Banks are also likely to suffer more from corporate loans not being paid back than from mortgages, the rating firm said.
"State-owned commercial banks and joint stock commercial banks in China are expected to be able to withstand the effects on their loan quality," said Standard & Poor's credit analyst Liao Qiang. "This is because they have far more sizable and diversified loan portfolios."
The aggregate exposure of all national banks to Sichuan Province only accounted for 3.21 percent of their total loan books at the end of 2007, the China Banking Regulatory Commission statistics showed.
The ratings on Industrial and Commercial Bank of China, China Construction Bank Corp, Bank of China, Bank of Communications Co, and China Merchants Bank Co are not affected.
"On the other hand, city commercial banks, rural credit cooperatives or other grass roots financial institutions with a high concentration of exposure in the hard-hit area will be affected heavily," Liao said.
S&P currently does not have ratings on smaller institutions.
Banks are going all out to support the victims in quake-hit areas by waiving default charges, granting loans with low interest and donated millions of yuan to support the region's economy. The banks have offered 3.59 billion yuan (US$513 million) of loans for reconstruction work as of May 19.
"The severity of the impact on loan quality will depend on the geographic concentration of individual banks," said S&P credit analyst Ryan Tsang. "The quality of loan portfolios with a high concentration of local companies in the hard-hit areas will see a very significant deterioration."

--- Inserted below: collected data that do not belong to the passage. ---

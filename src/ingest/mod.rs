//! Periodic note ingestion into an open session.
//!
//! Every tick samples the note through a [`NoteSource`] and injects it as
//! background context when it changed. Optionally, a tick may also ask the
//! model for spoken commentary. Ticks never queue: a tick that finds a turn
//! in flight, or a previous tick still running, is skipped.

use std::sync::atomic::{AtomicBool, Ordering};
use std::sync::{Arc, Mutex};
use std::time::Duration;

use serde::{Deserialize, Serialize};
use sha2::{Digest, Sha256};
use tokio::task::JoinHandle;
use tokio::time::{Instant, MissedTickBehavior};
use tokio_util::sync::CancellationToken;

use crate::error::{MurmurError, Result};
use crate::session::{SessionController, TurnOptions};
use crate::util::retry::rand_factor;

pub const DEFAULT_COMMENTARY_PROMPT: &str =
    "Offer one short, encouraging remark about what I have written so far.";

/// Timing and gating of the ingestion loop.
#[derive(Debug, Clone, PartialEq, Serialize, Deserialize)]
#[serde(default)]
pub struct IngestionConfig {
    pub enabled: bool,
    #[serde(with = "crate::config::duration_ms")]
    pub watch_interval: Duration,
    /// Minimum spacing between commentary requests.
    #[serde(with = "crate::config::duration_ms")]
    pub comment_interval: Duration,
    /// Edits more recent than this mean the user is still typing.
    #[serde(with = "crate::config::duration_ms")]
    pub quiet_period: Duration,
    /// Chance that an eligible tick asks for commentary.
    pub comment_probability: f64,
    pub commentary: bool,
    pub commentary_prompt: String,
}

impl Default for IngestionConfig {
    fn default() -> Self {
        Self {
            enabled: true,
            watch_interval: Duration::from_secs(5),
            comment_interval: Duration::from_secs(10),
            quiet_period: Duration::from_millis(1200),
            comment_probability: 0.3,
            commentary: false,
            commentary_prompt: DEFAULT_COMMENTARY_PROMPT.to_string(),
        }
    }
}

impl IngestionConfig {
    pub fn validate(&self) -> Result<()> {
        if self.watch_interval.is_zero() {
            return Err(MurmurError::Configuration(
                "ingestion.watch_interval must be greater than zero".into(),
            ));
        }
        if !(0.0..=1.0).contains(&self.comment_probability) {
            return Err(MurmurError::Configuration(
                "ingestion.comment_probability must be between 0 and 1".into(),
            ));
        }
        Ok(())
    }
}

/// The current content of the note being edited.
#[derive(Debug, Clone, PartialEq, Eq)]
pub struct NoteSnapshot {
    pub note_id: Option<String>,
    pub text: String,
    pub edited_at: Instant,
}

/// Supplies note snapshots; the host decides which note is current.
pub trait NoteSource: Send + Sync {
    fn snapshot(&self) -> Option<NoteSnapshot>;
}

/// What a single tick did.
#[derive(Debug, Clone, Copy, PartialEq, Eq)]
pub enum TickOutcome {
    Disabled,
    /// A turn or an earlier tick is still running.
    Busy,
    Empty,
    /// The note was edited within the quiet period.
    Typing,
    Unchanged,
    /// The session channel is not open.
    NotConnected,
    Injected { commented: bool },
}

#[derive(Default)]
struct Memory {
    fingerprint: Option<[u8; 32]>,
    last_comment_at: Option<Instant>,
}

pub struct IngestionScheduler {
    controller: SessionController,
    source: Arc<dyn NoteSource>,
    config: IngestionConfig,
    running: AtomicBool,
    memory: Mutex<Memory>,
}

impl IngestionScheduler {
    pub fn new(
        controller: SessionController,
        source: Arc<dyn NoteSource>,
        config: IngestionConfig,
    ) -> Self {
        Self {
            controller,
            source,
            config,
            running: AtomicBool::new(false),
            memory: Mutex::new(Memory::default()),
        }
    }

    /// Run one ingestion pass.
    pub async fn tick(&self) -> TickOutcome {
        if !self.config.enabled {
            return TickOutcome::Disabled;
        }
        let Some(_running) = RunningGuard::acquire(&self.running) else {
            return TickOutcome::Busy;
        };
        if self.controller.turn_in_flight() {
            tracing::trace!("Skipping ingestion tick while a turn is in flight");
            return TickOutcome::Busy;
        }

        let Some(snapshot) = self.source.snapshot() else {
            return TickOutcome::Empty;
        };
        let text = snapshot.text.trim();
        if text.is_empty() {
            return TickOutcome::Empty;
        }
        let now = Instant::now();
        if now.saturating_duration_since(snapshot.edited_at) < self.config.quiet_period {
            return TickOutcome::Typing;
        }

        let fingerprint = fingerprint(snapshot.note_id.as_deref(), text);
        if self.memory().fingerprint == Some(fingerprint) {
            return TickOutcome::Unchanged;
        }
        if !self.controller.inject_context(text) {
            return TickOutcome::NotConnected;
        }
        self.memory().fingerprint = Some(fingerprint);
        tracing::debug!(note_id = ?snapshot.note_id, "Note snapshot ingested");

        let commented = self.should_comment(now) && self.comment().await;
        TickOutcome::Injected { commented }
    }

    fn should_comment(&self, now: Instant) -> bool {
        if !self.config.commentary {
            return false;
        }
        let mut memory = self.memory();
        let due = memory
            .last_comment_at
            .map_or(true, |at| now.saturating_duration_since(at) >= self.config.comment_interval);
        if !due || rand_factor() >= self.config.comment_probability {
            return false;
        }
        memory.last_comment_at = Some(now);
        true
    }

    async fn comment(&self) -> bool {
        match self
            .controller
            .send_turn(&self.config.commentary_prompt, TurnOptions::default())
            .await
        {
            Ok(_) => true,
            Err(error) => {
                // Already reported through the session's error hook.
                tracing::debug!(%error, "Commentary turn failed");
                false
            }
        }
    }

    fn memory(&self) -> std::sync::MutexGuard<'_, Memory> {
        self.memory
            .lock()
            .unwrap_or_else(|poisoned| poisoned.into_inner())
    }

    /// Tick every `watch_interval` until the handle is stopped or dropped.
    pub fn spawn(self: Arc<Self>) -> IngestionHandle {
        let shutdown = CancellationToken::new();
        let token = shutdown.clone();
        let task = tokio::spawn(async move {
            let mut interval = tokio::time::interval(self.config.watch_interval);
            interval.set_missed_tick_behavior(MissedTickBehavior::Skip);
            interval.tick().await;
            loop {
                tokio::select! {
                    _ = token.cancelled() => break,
                    _ = interval.tick() => {
                        let outcome = self.tick().await;
                        tracing::trace!(?outcome, "Ingestion tick");
                    }
                }
            }
        });
        IngestionHandle { shutdown, task }
    }
}

/// Stops the ingestion loop.
pub struct IngestionHandle {
    shutdown: CancellationToken,
    task: JoinHandle<()>,
}

impl IngestionHandle {
    pub async fn stop(mut self) {
        self.shutdown.cancel();
        let _ = (&mut self.task).await;
    }
}

impl Drop for IngestionHandle {
    fn drop(&mut self) {
        self.shutdown.cancel();
    }
}

struct RunningGuard<'a>(&'a AtomicBool);

impl<'a> RunningGuard<'a> {
    fn acquire(flag: &'a AtomicBool) -> Option<Self> {
        (!flag.swap(true, Ordering::SeqCst)).then_some(Self(flag))
    }
}

impl Drop for RunningGuard<'_> {
    fn drop(&mut self) {
        self.0.store(false, Ordering::SeqCst);
    }
}

fn fingerprint(note_id: Option<&str>, text: &str) -> [u8; 32] {
    let mut hasher = Sha256::new();
    hasher.update(note_id.unwrap_or_default().as_bytes());
    hasher.update([0]);
    hasher.update(text.as_bytes());
    hasher.finalize().into()
}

Liao said although the earthquake has caused incalculable losses for many, ''we expect the credit cost stemming from mortgages to be minimal for national banks, given that the severely hit area is economically less developed and likely to represent a negligible portion of these banks' housing loans." Chinese lenders are likely to selectively ease credit control to help rebuilding the severely-damaged areas.